Esperanza

Brian Lindsay

GFI Music, 2009

http://www.brianlindsay.net

REVIEW BY: Jason Warburg

ORIGINALLY PUBLISHED: 04/02/2010

Singer-songwriter roots-rock is ultimately about two things – craftsmanship and passion. It’s got to be more than just guitars and voices; the songs have to be grounded and insightful and have genuine emotional resonance to work.  And the artist has to be completely invested in his or her songs; it’s a genre where every note and every word has to ring true or the whole structure just collapses in on itself.

It’s also a genre in which tremendously talented disciples like Chris Cubeta, Michael McDermott and Mark McKay all gather around the man with the center seat, Mr. Bruce Springsteen.  After several listens to Esperanza, I would add to that notable crowd of admirers Mr. Brian Lindsay of Rochester, New York.  This album is the sound of a man who listened to “Thunder Road” and said to himself, “That’s what I want to do.” 

Lindsay’s sophomore solo release is a striking piece of work -- not necessarily because it’s the most original songwriting I’ve ever heard (it isn’t), but because Lindsay consistently elevates these songs above their station with his passionate delivery and spot-on arrangements.  Acting as his own producer, with occasional help from collaborators Tony Gross (guitar) and Alan Whitney (guitar/vocals), Lindsay knows exactly what he wants from each of these songs and wrings every ounce of drama and passion out of each that they’re capable of delivering.

Thundering opener “Lay Your Burden Down” delivers conspicuous Springsteenisms from the melodramatic build of the song to lyrics like the title/chorus and “Life can be a fragile as a house of cards,” but delivers nonetheless thanks to a compelling arrangement and performance.  “King Of The Mountain” trades the steel guitar of “Burden” for mandolin, playing the lighter tones off some gritty electric guitar and drawing comparisons to John Hiatt’s “Cry Love.”  Halfway through, Lindsay doubles the til-then deliberate beat and the song takes on a barroom-stomper edge that has me thinking Steve Earle.my_heart_sings_the_harmony_web_ad_alt_250

“Let’s Get Together (Rejuvenation)” adds horns and honky-tonk piano for a roadhouse romp through a time-honored Springsteen theme, a “Leap Of Faith”-style celebration of the powers of sexual healing. And “Summerville” delivers a genuine anthem, risking it all on the type of song where a wrong word can turn the whole effort sour, and coming out a winner.

The darker, more country-tinged title track is another potent slice of melodrama that works as much because of Lindsay’s totally committed delivery as the quality of the song itself.  And while the ganged background vocals and harmonica are all Bruce, the fiddle and Lindsay’s over-the-top passion delivering a song about riding bikes past the hundred-year-old ghosts of the Underground Railroad make me think of Garth Brooks.
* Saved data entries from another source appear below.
// SPDX-License-Identifier: MIT
// Copyright 2026 Roland Dreier <roland@rolandd.dev>

//! Login, session restore and logout against a mock identity provider.

mod common;

use axum::http::StatusCode;
use common::*;
use finova_dashboard::app;
use finova_dashboard::services::AuthState;
use finova_dashboard::storage::{keys, KeyValueStore};
use serde_json::json;
use wiremock::matchers::{body_string_contains, header, method, path};
use wiremock::{Mock, MockServer, ResponseTemplate};

#[tokio::test]
async fn test_full_login_flow() {
    let server = MockServer::start().await;
    let app = create_test_app(&server);
    mount_user_service(&server).await;
    Mock::given(method("POST"))
        .and(path(TOKEN_PATH))
        .and(body_string_contains("grant_type=authorization_code"))
        .and(body_string_contains("code=auth-code-1"))
        .and(body_string_contains("client_id=finova-frontend"))
        .respond_with(ResponseTemplate::new(200).set_body_json(json!({
            "access_token": "access-abc",
            "refresh_token": "refresh-xyz",
            "expires_in": 300,
            "token_type": "Bearer"
        })))
        .expect(1)
        .mount(&server)
        .await;

    let response = get(&app, "/login").await;
    assert_eq!(response.status(), StatusCode::TEMPORARY_REDIRECT);
    let provider_url = location(&response);
    assert!(provider_url.starts_with(&format!("{}/realms/finova/protocol/openid-connect/auth?", server.uri())));
    let state = provider_url
        .split("state=")
        .nth(1)
        .expect("authorization URL carries a state")
        .to_string();
    assert_eq!(app.transient.get(keys::OAUTH_STATE), Some(state.clone()));

    let response = get(&app, &format!("/callback?code=auth-code-1&state={}", state)).await;
    assert_eq!(response.status(), StatusCode::SEE_OTHER);
    assert_eq!(location(&response), "/");

    assert_eq!(app.state.auth.auth_state(), AuthState::Authenticated);
    assert_eq!(app.persistent.get(keys::ACCESS_TOKEN).as_deref(), Some("access-abc"));
    assert_eq!(app.persistent.get(keys::REFRESH_TOKEN).as_deref(), Some("refresh-xyz"));
    assert!(app.persistent.get(keys::USER_INFO).unwrap().contains("Jane Doe"));
    assert!(app.transient.get(keys::OAUTH_STATE).is_none());

    let html = page(&app).await;
    assert!(html.contains("Welcome, Jane Doe"));
    assert!(html.contains("href=\"/section/accounts\""));
    // Dashboard service is not mocked, so the fallback figures show.
    assert!(html.contains("$106,965.67"));
}

#[tokio::test]
async fn test_state_mismatch_makes_no_requests() {
    let server = MockServer::start().await;
    let app = create_test_app(&server);
    app.transient.set(keys::OAUTH_STATE, "expected-state").unwrap();

    let response = get(&app, "/callback?code=abc&state=forged-state").await;
    assert_eq!(response.status(), StatusCode::SEE_OTHER);

    assert!(server.received_requests().await.unwrap().is_empty());
    assert!(!app.state.auth.is_session_valid());

    let html = page(&app).await;
    assert!(html.contains("Authentication failed: Invalid state parameter"));
    assert!(html.contains("login-section"));
}

#[tokio::test]
async fn test_missing_state_is_rejected() {
    let server = MockServer::start().await;
    let app = create_test_app(&server);
    app.transient.set(keys::OAUTH_STATE, "expected-state").unwrap();

    get(&app, "/callback?code=abc").await;

    assert!(server.received_requests().await.unwrap().is_empty());
    assert_eq!(app.state.auth.auth_state(), AuthState::Unauthenticated);
}

#[tokio::test]
async fn test_failed_exchange_leaves_no_session() {
    let server = MockServer::start().await;
    let app = create_test_app(&server);
    Mock::given(method("POST"))
        .and(path(TOKEN_PATH))
        .respond_with(ResponseTemplate::new(400).set_body_json(json!({ "error": "invalid_grant" })))
        .mount(&server)
        .await;

    let response = get(&app, "/login").await;
    let state = location(&response).split("state=").nth(1).unwrap().to_string();
    get(&app, &format!("/callback?code=stale&state={}", state)).await;

    assert!(app.persistent.get(keys::ACCESS_TOKEN).is_none());
    assert_eq!(app.state.auth.auth_state(), AuthState::Unauthenticated);
    let html = page(&app).await;
    assert!(html.contains("Authentication failed: Token exchange failed"));
}

#[tokio::test]
async fn test_oversized_token_lifetime_is_rejected() {
    let server = MockServer::start().await;
    let app = create_test_app(&server);
    mount_user_service(&server).await;
    Mock::given(method("POST"))
        .and(path(TOKEN_PATH))
        .respond_with(ResponseTemplate::new(200).set_body_json(json!({
            "access_token": "t",
            "expires_in": 9_223_372_036_854_775_i64
        })))
        .mount(&server)
        .await;

    let response = get(&app, "/login").await;
    let state = location(&response).split("state=").nth(1).unwrap().to_string();
    let response = get(&app, &format!("/callback?code=abc&state={}", state)).await;
    assert_eq!(response.status(), StatusCode::SEE_OTHER);

    assert!(app.persistent.get(keys::ACCESS_TOKEN).is_none());
    assert!(app.persistent.get(keys::TOKEN_EXPIRY).is_none());
    assert!(requests_to(&server, "/api/auth/me").await.is_empty());
    let html = page(&app).await;
    assert!(html.contains("Authentication failed: Token exchange failed"));
}

#[tokio::test]
async fn test_provider_error_is_shown() {
    let server = MockServer::start().await;
    let app = create_test_app(&server);

    let response = get(&app, "/callback?error=access_denied").await;
    assert_eq!(response.status(), StatusCode::SEE_OTHER);

    let html = page(&app).await;
    assert!(html.contains("Login failed: access_denied"));
    assert!(server.received_requests().await.unwrap().is_empty());
}

#[tokio::test]
async fn test_stored_session_is_restored() {
    let server = MockServer::start().await;
    let app = create_test_app(&server);
    Mock::given(method("GET"))
        .and(path("/api/auth/validate"))
        .and(header("authorization", "Bearer test-token"))
        .respond_with(ResponseTemplate::new(200).set_body_json(json!({ "valid": true })))
        .expect(1)
        .mount(&server)
        .await;
    sign_in(&app, &server).await;

    assert_eq!(app.state.auth.user_id(), "7");
    let html = page(&app).await;
    assert!(html.contains("Welcome, Jane Doe"));
}

#[tokio::test]
async fn test_expired_token_is_not_used() {
    let server = MockServer::start().await;
    let app = create_test_app(&server);
    mount_user_service(&server).await;
    store_token(&app, -1_000);

    let outcome = app::bootstrap(&app.state, None).await.unwrap();

    assert_eq!(outcome, AuthState::Unauthenticated);
    assert!(server.received_requests().await.unwrap().is_empty());
    assert!(page(&app).await.contains("login-section"));
}

#[tokio::test]
async fn test_expired_token_invalidates_cached_user() {
    let server = MockServer::start().await;
    let app = create_test_app(&server);
    sign_in(&app, &server).await;

    let past = chrono::Utc::now().timestamp_millis() - 1;
    app.persistent
        .set(keys::TOKEN_EXPIRY, &past.to_string())
        .unwrap();

    assert!(app.state.auth.current_user().is_some());
    assert!(!app.state.auth.is_session_valid());
    let response = get(&app, "/section/accounts").await;
    assert_eq!(response.status(), StatusCode::SEE_OTHER);
}

#[tokio::test]
async fn test_rejected_token_falls_back_to_login() {
    let server = MockServer::start().await;
    let app = create_test_app(&server);
    Mock::given(method("GET"))
        .and(path("/api/auth/validate"))
        .respond_with(ResponseTemplate::new(200).set_body_json(json!({ "valid": false })))
        .mount(&server)
        .await;
    store_token(&app, 60_000);

    let outcome = app::bootstrap(&app.state, None).await.unwrap();

    assert_eq!(outcome, AuthState::Unauthenticated);
    assert!(requests_to(&server, "/api/auth/me").await.is_empty());
    assert!(requests_to(&server, "/api/dashboard").await.is_empty());
}

#[tokio::test]
async fn test_backend_401_ends_session() {
    let server = MockServer::start().await;
    let app = create_test_app(&server);
    sign_in(&app, &server).await;
    Mock::given(method("GET"))
        .and(path("/api/accounts/user/7"))
        .respond_with(ResponseTemplate::new(401))
        .mount(&server)
        .await;

    let response = get(&app, "/section/accounts").await;
    assert_eq!(response.status(), StatusCode::SEE_OTHER);
    assert_eq!(location(&response), "/");

    for key in keys::SESSION {
        assert!(app.persistent.get(key).is_none(), "{} should be cleared", key);
    }
    let html = page(&app).await;
    assert!(html.contains("Your session has expired. Please log in again."));
    assert!(!html.contains("href=\"/section/"));
}

#[tokio::test]
async fn test_logout_clears_session() {
    let server = MockServer::start().await;
    let app = create_test_app(&server);
    sign_in(&app, &server).await;

    let response = post_form(&app, "/logout", &[]).await;
    assert_eq!(response.status(), StatusCode::SEE_OTHER);

    for key in keys::SESSION {
        assert!(app.persistent.get(key).is_none());
    }
    assert!(!app.state.auth.is_session_valid());
    assert!(page(&app).await.contains("Login with Single Sign-On"));

    let response = get(&app, "/section/dashboard").await;
    assert_eq!(response.status(), StatusCode::SEE_OTHER);
}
“Brothers In Arms” extends this country feel with more mandolin and fiddle supporting a gritty story-song with a Kris Kristofferson / Jackson Browne feel to it, based on a journal kept by Lindsay’s great-grandfather during the Civil War.  “My Lucky Day” blurs the line between admiration and imitation with a song that adapts a favorite Springsteen theme -- how people overcome adversity in small and simple ways that grant them some sense of redemption and future possibility – and gives it a title Springsteen used just last year.

One of the most likable songs on this disc, the friendship anthem “New York City To The Bayou,” suffers under the weight of its cliché-littered opening stanzas, but once you get past “Jackie caught a ride out of the Big Apple / To help a friend in the Big Easy,” it does get steadily better.

Esperanza closes out with a pleasantly anthemic number about the “Last Days Of Summer” and finally the rather Dylan-and-The-Band “The Balance.”  Like so many of these tracks, this pair feels familiar in ways both positive and negative.  You can’t really hope to win any points for originality using a phrase like “the circle of life,” but it’s all in the delivery, and Lindsay sings it like he means it.

This album is in fact littered with phrases and themes familiar to any Springsteen fan -- “I won’t let you down, my love grows stronger still” “Lay your burden down“ “Let’s rendezvous beneath the town sign”  “Wrap your arms around me like you’ll never let me go.”  But that’s not necessarily a criticism – just a statement of fact, evidence that while these aren’t heavyweight songs, they’re welterweight, solid and respectable and imbued with the same sort of rough-hewn dignity and raw beauty that Springsteen often achieves. 

Esperanza is a passionate, committed, and innately likable blast of roots-rock that feels both familiar, and welcome at that.